(Stored records)
// This Source Code Form is subject to the terms of the Mozilla Public
// License, v. 2.0. If a copy of the MPL was not distributed with this
// file, You can obtain one at https://mozilla.org/MPL/2.0/.

//! Shared test fixture: a provisioned device behind a connected driver.
//!
//! The section layout used throughout the integration tests:
//!
//! | # | base    | size    | policy                          |
//! |---|---------|---------|---------------------------------|
//! | 0 | 0       | 512 KiB | rollback (digest added later)   |
//! | 1 | 512 KiB | 512 KiB | plain read                      |
//! | 2 | 1 MiB   | 512 KiB | rollback (digest added later)   |
//! | 3 | 1.5 MiB | 256 KiB | plain read + write              |
//! | 4 | 1.75 MiB| 256 KiB | none                            |
//! | 5 | 2 MiB   | 256 KiB | plain read, authenticated grant |
//! | 6 | —       | —       | disabled                        |
//! | 7 | —       | —       | disabled                        |

use drv_w77q::SecureFlash;
use drv_w77q_api::{
    DeviceConfig, DeviceSetup, Io23Mode, Key, PinMux, SectionConfig, SectionPolicy,
    StdAddrSize, NUM_SECTIONS,
};
use drv_w77q_sim::W77qSim;

pub static MASTER_KEY: Key = [0xDEAD_0001, 0xDEAD_0002, 0xDEAD_0003, 0xDEAD_0004];
pub static SECRET_KEY: Key = [0x5EC2_0001, 0x5EC2_0002, 0x5EC2_0003, 0x5EC2_0004];

pub static FULL_KEYS: [Key; NUM_SECTIONS] = [
    [0xF000_0000, 1, 2, 3],
    [0xF000_0001, 1, 2, 3],
    [0xF000_0002, 1, 2, 3],
    [0xF000_0003, 1, 2, 3],
    [0xF000_0004, 1, 2, 3],
    [0xF000_0005, 1, 2, 3],
    [0, 0, 0, 0],
    [0, 0, 0, 0],
];

pub static RESTRICTED_KEYS: [Key; NUM_SECTIONS] = [
    [0, 0, 0, 0],
    [0xE000_0001, 4, 5, 6],
    [0, 0, 0, 0],
    [0, 0, 0, 0],
    [0xE000_0004, 4, 5, 6],
    [0xE000_0005, 4, 5, 6],
    [0, 0, 0, 0],
    [0, 0, 0, 0],
];

pub static SUID: [u8; 16] = [
    0x10, 0x11, 0x12, 0x13, 0x14, 0x15, 0x16, 0x17, 0x20, 0x21, 0x22, 0x23, 0x24, 0x25,
    0x26, 0x27,
];

static DEVICE_CONFIG: DeviceConfig = DeviceConfig {
    reset_response: None,
    safe_fallback: false,
    speculative_ck: false,
    non_secure_format: true,
    pin_mux: PinMux {
        io23: Io23Mode::LegacyWpHold,
        dedicated_reset_in: false,
    },
    addr_size: StdAddrSize::Bits19,
};

const KIB: u32 = 1024;

pub fn section_table() -> [SectionConfig; NUM_SECTIONS] {
    let mut table = [SectionConfig::default(); NUM_SECTIONS];
    table[0] = SectionConfig {
        base: 0,
        size: 512 * KIB,
        policy: SectionPolicy {
            rollback_prot: true,
            ..Default::default()
        },
    };
    table[1] = SectionConfig {
        base: 512 * KIB,
        size: 512 * KIB,
        policy: SectionPolicy {
            plain_access_read: true,
            ..Default::default()
        },
    };
    table[2] = SectionConfig {
        base: 1024 * KIB,
        size: 512 * KIB,
        policy: SectionPolicy {
            rollback_prot: true,
            ..Default::default()
        },
    };
    table[3] = SectionConfig {
        base: 1536 * KIB,
        size: 256 * KIB,
        policy: SectionPolicy {
            plain_access_read: true,
            plain_access_write: true,
            ..Default::default()
        },
    };
    table[4] = SectionConfig {
        base: 1792 * KIB,
        size: 256 * KIB,
        policy: SectionPolicy::default(),
    };
    table[5] = SectionConfig {
        base: 2048 * KIB,
        size: 256 * KIB,
        policy: SectionPolicy {
            plain_access_read: true,
            auth_plain_access: true,
            ..Default::default()
        },
    };
    table
}

/// A connected, provisioned device with the working keys loaded.
pub fn provisioned() -> SecureFlash<'static, W77qSim> {
    let mut flash = SecureFlash::new(W77qSim::new());
    flash.connect().unwrap();
    flash.init_device(None).unwrap();

    let table = section_table();
    let setup = DeviceSetup {
        master_key: Some(&MASTER_KEY),
        secret_key: Some(&SECRET_KEY),
        sections: Some(&table),
        restricted_keys: Some(&RESTRICTED_KEYS),
        full_access_keys: Some(&FULL_KEYS),
        watchdog_default: None,
        device_config: Some(&DEVICE_CONFIG),
        suid: Some(&SUID),
    };
    flash.config_device(&setup).unwrap();

    for section in 0..6 {
        flash
            .load_key(section, &FULL_KEYS[section as usize], true)
            .unwrap();
    }
    for section in [1, 4, 5] {
        flash
            .load_key(section, &RESTRICTED_KEYS[section as usize], false)
            .unwrap();
    }
    flash
}
/// QPI read-parameters byte selecting 8 dummy clocks.
const QPI_READ_PARAMS_8_DUMMY: u8 = 0x30;
// This Source Code Form is subject to the terms of the Mozilla Public
// License, v. 2.0. If a copy of the MPL was not distributed with this
// file, You can obtain one at https://mozilla.org/MPL/2.0/.

//! Watchdog, monotonic-counter maintenance and notification flows.

mod common;

use common::{provisioned, MASTER_KEY, SUID};
use drv_w77q_api::{
    DeviceConfig, DeviceSetup, Io23Mode, PinMux, ResetResponse, SessionAccess, StdAddrSize,
    W77qError, WatchdogConfig, WatchdogThreshold, DMC_EOL_THRESHOLD,
};

#[test]
fn watchdog_round_trip() {
    let mut flash = provisioned();

    // Arm the watchdog, authenticated, bound to section 1's key.
    let config = WatchdogConfig {
        enable: true,
        lf_osc_enable: true,
        sw_reset_enable: false,
        authenticated: true,
        section: 1,
        threshold: WatchdogThreshold::Min4,
        lock: false,
        osc_rate_hz: 0,
    };
    flash.watchdog_config_set(&config).unwrap();

    let readback = flash.watchdog_config_get().unwrap();
    assert!(readback.enable);
    assert!(readback.authenticated);
    assert_eq!(readback.section, 1);
    assert_eq!(readback.threshold, WatchdogThreshold::Min4);

    let (seconds, _residue, expired) = flash.watchdog_get().unwrap();
    assert!(!expired);
    assert!(seconds <= 1);

    flash.platform_mut().advance_watchdog(30);
    let (before_touch, _, expired) = flash.watchdog_get().unwrap();
    assert_eq!(before_touch, 30);
    assert!(!expired);

    // Touching needs the bound section's session now.
    assert_eq!(flash.watchdog_touch(), Err(W77qError::DeviceSessionErr));

    flash.open_session(1, SessionAccess::Full).unwrap();
    flash.watchdog_touch().unwrap();
    let (after_touch, _, _) = flash.watchdog_get().unwrap();
    assert!(after_touch <= before_touch);

    // Disarm, still under the bound session.
    let disable = WatchdogConfig {
        enable: false,
        authenticated: false,
        ..config
    };
    flash.watchdog_config_set(&disable).unwrap();
    assert!(!flash.watchdog_config_get().unwrap().enable);

    flash.close_session(1).unwrap();
}

#[test]
fn watchdog_expires_and_reports() {
    let mut flash = provisioned();

    let config = WatchdogConfig {
        enable: true,
        lf_osc_enable: true,
        sw_reset_enable: false,
        authenticated: false,
        section: 0,
        threshold: WatchdogThreshold::Secs4,
        lock: false,
        osc_rate_hz: 0,
    };
    flash.watchdog_config_set(&config).unwrap();

    flash.platform_mut().advance_watchdog(5);
    let (_, _, expired) = flash.watchdog_get().unwrap();
    assert!(expired);

    // An unauthenticated watchdog is touchable without a session.
    flash.watchdog_touch().unwrap();
    let (seconds, _, expired) = flash.watchdog_get().unwrap();
    assert_eq!(seconds, 0);
    assert!(!expired);

    // Force-expire on demand.
    flash.watchdog_trigger().unwrap();
    let (_, _, expired) = flash.watchdog_get().unwrap();
    assert!(expired);
}

#[test]
fn mc_maintenance_converges() {
    let mut flash = provisioned();

    flash.platform_mut().force_mc_maintenance(3);
    assert!(flash.get_notifications().unwrap().mc_maintenance);

    let mut rounds = 0;
    while flash.get_notifications().unwrap().mc_maintenance {
        flash.perform_maintenance().unwrap();
        rounds += 1;
        assert!(rounds <= 8, "maintenance failed to converge");
    }
    assert!(!flash.get_notifications().unwrap().mc_maintenance);

    // The device is fully usable afterwards.
    flash.open_session(3, SessionAccess::Full).unwrap();
    flash.close_session(3).unwrap();
}

#[test]
fn dmc_threshold_raises_replace_notification() {
    let mut flash = provisioned();

    flash.platform_mut().set_counters(0x2000, DMC_EOL_THRESHOLD);
    let notifications = flash.get_notifications().unwrap();
    assert!(notifications.replace_device);
    assert!(!notifications.reset_device);
    assert!(!notifications.mc_maintenance);
}

#[test]
fn reconfiguration_with_reset_response() {
    let mut flash = provisioned();

    let mut response = ResetResponse {
        response1: [0x11; 64],
        response2: [0x22; 64],
    };
    response.response1[0] = 0xA5;

    let device_config = DeviceConfig {
        reset_response: Some(response),
        safe_fallback: false,
        speculative_ck: false,
        non_secure_format: true,
        pin_mux: PinMux {
            io23: Io23Mode::LegacyWpHold,
            dedicated_reset_in: false,
        },
        addr_size: StdAddrSize::Bits19,
    };

    // Re-running config on an already-provisioned device: key writes
    // settle to the same values, the SUID write is skipped, and only
    // the global configuration moves.
    let setup = DeviceSetup {
        master_key: Some(&MASTER_KEY),
        secret_key: None,
        sections: None,
        restricted_keys: None,
        full_access_keys: None,
        watchdog_default: None,
        device_config: Some(&device_config),
        suid: Some(&SUID),
    };
    flash.config_device(&setup).unwrap();

    // Sections survived untouched.
    let info = flash.get_section_configuration(3).unwrap();
    assert_eq!(info.size, 256 * 1024);
}

#[test]
fn plain_format_needs_format_enable() {
    let mut flash = provisioned();

    // FORMAT_EN was set at provisioning, so the keyless format works
    // and wipes the mapping.
    flash.format(None, false).unwrap();
    assert_eq!(
        flash.open_session(3, SessionAccess::Full),
        Err(W77qError::IncorrectState)
    );

    // Data-only format without a key is meaningless.
    assert_eq!(flash.format(None, true), Err(W77qError::InvalidParameter));
}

HOW TO COMPLETE THIS TASK: Only the lines from the first line of the records through the line with "pub static SECRET_KEY: Key" should be reproduced, exactly and with nothing added.

SOLUTION BELOW:
// This Source Code Form is subject to the terms of the Mozilla Public
// License, v. 2.0. If a copy of the MPL was not distributed with this
// file, You can obtain one at https://mozilla.org/MPL/2.0/.

//! Shared test fixture: a provisioned device behind a connected driver.
//!
//! The section layout used throughout the integration tests:
//!
//! | # | base    | size    | policy                          |
//! |---|---------|---------|---------------------------------|
//! | 0 | 0       | 512 KiB | rollback (digest added later)   |
//! | 1 | 512 KiB | 512 KiB | plain read                      |
//! | 2 | 1 MiB   | 512 KiB | rollback (digest added later)   |
//! | 3 | 1.5 MiB | 256 KiB | plain read + write              |
//! | 4 | 1.75 MiB| 256 KiB | none                            |
//! | 5 | 2 MiB   | 256 KiB | plain read, authenticated grant |
//! | 6 | —       | —       | disabled                        |
//! | 7 | —       | —       | disabled                        |

use drv_w77q::SecureFlash;
use drv_w77q_api::{
    DeviceConfig, DeviceSetup, Io23Mode, Key, PinMux, SectionConfig, SectionPolicy,
    StdAddrSize, NUM_SECTIONS,
};
use drv_w77q_sim::W77qSim;

pub static MASTER_KEY: Key = [0xDEAD_0001, 0xDEAD_0002, 0xDEAD_0003, 0xDEAD_0004];
pub static SECRET_KEY: Key = [0x5EC2_0001, 0x5EC2_0002, 0x5EC2_0003, 0x5EC2_0004];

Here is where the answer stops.